:: PROMPT ::
If a line in the listing contains "display", copy it out whole.

:: INFORMATION SUPPLIED ::
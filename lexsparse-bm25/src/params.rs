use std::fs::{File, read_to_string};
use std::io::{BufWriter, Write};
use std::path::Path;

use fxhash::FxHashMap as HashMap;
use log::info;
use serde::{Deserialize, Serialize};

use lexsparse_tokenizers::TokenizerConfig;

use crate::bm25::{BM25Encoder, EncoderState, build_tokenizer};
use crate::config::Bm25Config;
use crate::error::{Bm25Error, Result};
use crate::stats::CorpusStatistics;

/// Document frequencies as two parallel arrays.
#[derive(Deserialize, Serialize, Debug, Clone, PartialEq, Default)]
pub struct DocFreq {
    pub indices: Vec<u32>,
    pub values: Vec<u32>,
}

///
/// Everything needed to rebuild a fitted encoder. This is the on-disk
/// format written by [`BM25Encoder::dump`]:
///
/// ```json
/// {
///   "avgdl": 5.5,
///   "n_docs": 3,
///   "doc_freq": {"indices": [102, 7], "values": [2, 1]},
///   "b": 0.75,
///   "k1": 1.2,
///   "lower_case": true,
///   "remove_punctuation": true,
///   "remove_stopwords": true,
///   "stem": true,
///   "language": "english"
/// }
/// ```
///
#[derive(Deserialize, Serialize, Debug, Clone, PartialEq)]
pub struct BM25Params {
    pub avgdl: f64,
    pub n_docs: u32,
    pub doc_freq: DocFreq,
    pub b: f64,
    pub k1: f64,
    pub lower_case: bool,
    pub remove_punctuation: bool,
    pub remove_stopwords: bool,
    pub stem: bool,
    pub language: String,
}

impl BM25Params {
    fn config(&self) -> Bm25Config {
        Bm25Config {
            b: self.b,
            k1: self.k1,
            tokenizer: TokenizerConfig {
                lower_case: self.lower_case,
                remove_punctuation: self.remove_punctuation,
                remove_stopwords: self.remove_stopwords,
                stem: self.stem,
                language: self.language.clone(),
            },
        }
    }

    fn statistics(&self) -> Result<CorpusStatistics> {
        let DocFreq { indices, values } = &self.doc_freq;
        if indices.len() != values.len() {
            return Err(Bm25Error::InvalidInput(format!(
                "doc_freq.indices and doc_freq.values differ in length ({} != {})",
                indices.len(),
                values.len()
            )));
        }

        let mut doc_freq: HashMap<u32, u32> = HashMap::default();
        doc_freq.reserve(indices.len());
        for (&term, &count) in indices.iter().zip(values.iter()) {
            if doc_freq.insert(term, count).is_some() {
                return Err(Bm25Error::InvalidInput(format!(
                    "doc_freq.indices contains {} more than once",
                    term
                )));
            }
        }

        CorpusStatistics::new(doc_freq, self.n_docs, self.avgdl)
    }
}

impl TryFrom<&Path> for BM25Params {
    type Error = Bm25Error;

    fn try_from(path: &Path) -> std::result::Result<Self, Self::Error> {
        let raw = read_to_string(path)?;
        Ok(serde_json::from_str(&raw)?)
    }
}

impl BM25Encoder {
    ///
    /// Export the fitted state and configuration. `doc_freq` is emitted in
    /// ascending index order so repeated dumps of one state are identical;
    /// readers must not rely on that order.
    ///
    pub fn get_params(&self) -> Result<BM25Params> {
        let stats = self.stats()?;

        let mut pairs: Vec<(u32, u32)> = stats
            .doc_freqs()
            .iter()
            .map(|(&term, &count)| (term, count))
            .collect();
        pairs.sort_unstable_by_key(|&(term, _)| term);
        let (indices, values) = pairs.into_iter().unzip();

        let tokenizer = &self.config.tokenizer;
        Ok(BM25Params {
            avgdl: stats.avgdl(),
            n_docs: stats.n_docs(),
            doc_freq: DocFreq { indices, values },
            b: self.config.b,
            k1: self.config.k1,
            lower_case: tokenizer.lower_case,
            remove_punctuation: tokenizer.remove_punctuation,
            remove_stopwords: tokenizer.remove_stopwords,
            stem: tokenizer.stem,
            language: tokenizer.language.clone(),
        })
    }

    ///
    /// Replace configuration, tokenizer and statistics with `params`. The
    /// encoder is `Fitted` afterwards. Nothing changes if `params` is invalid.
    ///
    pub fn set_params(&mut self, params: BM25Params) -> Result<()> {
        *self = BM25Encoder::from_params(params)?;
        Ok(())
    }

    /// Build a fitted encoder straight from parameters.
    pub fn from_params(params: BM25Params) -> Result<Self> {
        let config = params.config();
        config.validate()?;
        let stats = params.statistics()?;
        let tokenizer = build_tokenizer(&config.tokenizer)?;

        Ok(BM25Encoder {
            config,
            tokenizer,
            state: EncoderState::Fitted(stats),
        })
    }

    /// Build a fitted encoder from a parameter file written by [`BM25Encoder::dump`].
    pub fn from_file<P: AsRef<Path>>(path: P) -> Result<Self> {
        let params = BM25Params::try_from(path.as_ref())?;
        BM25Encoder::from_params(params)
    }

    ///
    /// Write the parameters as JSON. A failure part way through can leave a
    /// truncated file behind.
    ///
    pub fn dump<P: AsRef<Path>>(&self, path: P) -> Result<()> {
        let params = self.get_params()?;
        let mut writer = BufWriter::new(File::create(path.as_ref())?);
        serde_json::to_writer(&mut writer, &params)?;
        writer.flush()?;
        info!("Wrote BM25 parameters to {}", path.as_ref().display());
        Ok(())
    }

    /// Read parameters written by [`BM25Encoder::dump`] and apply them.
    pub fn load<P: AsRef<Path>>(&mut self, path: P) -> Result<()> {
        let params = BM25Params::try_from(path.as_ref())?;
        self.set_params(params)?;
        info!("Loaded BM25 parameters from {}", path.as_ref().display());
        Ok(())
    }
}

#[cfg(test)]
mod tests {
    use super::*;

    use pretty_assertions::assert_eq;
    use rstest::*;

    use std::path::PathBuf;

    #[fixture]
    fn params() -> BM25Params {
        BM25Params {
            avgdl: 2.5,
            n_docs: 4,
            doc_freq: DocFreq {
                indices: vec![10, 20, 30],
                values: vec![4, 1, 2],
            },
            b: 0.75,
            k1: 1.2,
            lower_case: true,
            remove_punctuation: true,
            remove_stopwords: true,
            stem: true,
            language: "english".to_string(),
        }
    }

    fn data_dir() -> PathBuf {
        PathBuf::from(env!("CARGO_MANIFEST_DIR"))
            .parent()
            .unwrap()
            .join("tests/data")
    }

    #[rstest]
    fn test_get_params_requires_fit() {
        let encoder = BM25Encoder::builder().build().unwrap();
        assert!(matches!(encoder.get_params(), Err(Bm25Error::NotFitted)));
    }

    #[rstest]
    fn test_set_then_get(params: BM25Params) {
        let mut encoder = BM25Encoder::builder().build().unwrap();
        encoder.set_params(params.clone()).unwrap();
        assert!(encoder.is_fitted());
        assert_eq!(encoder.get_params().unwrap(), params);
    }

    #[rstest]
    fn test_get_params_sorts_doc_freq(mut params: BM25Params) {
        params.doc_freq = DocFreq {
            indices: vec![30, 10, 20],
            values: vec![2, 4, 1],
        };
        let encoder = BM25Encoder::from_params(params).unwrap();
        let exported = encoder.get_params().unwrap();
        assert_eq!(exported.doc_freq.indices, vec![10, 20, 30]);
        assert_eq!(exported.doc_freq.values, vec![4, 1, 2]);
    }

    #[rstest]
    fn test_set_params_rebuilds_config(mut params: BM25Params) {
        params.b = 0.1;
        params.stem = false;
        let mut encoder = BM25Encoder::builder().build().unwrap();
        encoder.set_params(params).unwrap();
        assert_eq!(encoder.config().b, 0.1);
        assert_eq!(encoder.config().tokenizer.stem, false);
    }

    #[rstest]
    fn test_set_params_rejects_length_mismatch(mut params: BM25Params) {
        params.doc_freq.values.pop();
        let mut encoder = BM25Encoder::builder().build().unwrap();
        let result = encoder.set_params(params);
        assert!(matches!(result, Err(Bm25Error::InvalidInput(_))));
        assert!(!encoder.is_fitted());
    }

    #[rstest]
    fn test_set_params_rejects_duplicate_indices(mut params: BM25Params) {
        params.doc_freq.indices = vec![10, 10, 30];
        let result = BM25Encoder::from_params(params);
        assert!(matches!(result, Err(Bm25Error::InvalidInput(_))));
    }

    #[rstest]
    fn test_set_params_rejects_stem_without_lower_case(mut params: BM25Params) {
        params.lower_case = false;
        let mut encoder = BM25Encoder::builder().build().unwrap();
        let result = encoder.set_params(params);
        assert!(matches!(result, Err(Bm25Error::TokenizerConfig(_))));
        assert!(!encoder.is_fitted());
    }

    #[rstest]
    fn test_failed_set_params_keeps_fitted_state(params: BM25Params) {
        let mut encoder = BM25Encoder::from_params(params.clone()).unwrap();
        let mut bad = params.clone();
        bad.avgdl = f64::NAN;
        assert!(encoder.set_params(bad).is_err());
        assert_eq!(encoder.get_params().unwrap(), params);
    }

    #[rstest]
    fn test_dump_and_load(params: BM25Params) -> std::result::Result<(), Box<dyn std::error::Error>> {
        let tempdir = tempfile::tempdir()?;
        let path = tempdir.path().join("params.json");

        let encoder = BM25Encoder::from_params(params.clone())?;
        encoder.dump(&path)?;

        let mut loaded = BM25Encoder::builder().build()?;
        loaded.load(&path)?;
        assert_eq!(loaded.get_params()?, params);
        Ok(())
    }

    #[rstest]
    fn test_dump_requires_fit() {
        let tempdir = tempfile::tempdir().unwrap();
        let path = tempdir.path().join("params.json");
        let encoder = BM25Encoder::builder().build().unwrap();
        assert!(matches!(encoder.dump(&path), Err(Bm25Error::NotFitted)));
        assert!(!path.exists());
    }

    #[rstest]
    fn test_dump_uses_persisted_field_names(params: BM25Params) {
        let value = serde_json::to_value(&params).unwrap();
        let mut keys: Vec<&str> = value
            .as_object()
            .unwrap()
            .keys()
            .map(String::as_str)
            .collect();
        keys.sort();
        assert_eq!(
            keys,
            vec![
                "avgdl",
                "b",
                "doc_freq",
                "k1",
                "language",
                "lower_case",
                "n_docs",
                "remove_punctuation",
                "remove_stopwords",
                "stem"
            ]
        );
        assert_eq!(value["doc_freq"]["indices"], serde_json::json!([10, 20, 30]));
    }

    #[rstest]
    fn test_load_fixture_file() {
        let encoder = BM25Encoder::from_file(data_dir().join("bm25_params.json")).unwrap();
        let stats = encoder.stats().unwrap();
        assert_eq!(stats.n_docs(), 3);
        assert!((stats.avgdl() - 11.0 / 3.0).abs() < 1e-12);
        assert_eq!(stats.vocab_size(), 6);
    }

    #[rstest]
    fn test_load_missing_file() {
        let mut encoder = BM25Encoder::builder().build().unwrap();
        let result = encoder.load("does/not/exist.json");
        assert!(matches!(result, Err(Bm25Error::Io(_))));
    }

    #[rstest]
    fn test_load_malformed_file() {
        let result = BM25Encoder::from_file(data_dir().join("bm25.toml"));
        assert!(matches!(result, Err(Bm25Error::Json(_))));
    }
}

:: EXERCISE ANSWER ::
        info!("Wrote BM25 parameters to {}", path.as_ref().display());
        info!("Loaded BM25 parameters from {}", path.as_ref().display());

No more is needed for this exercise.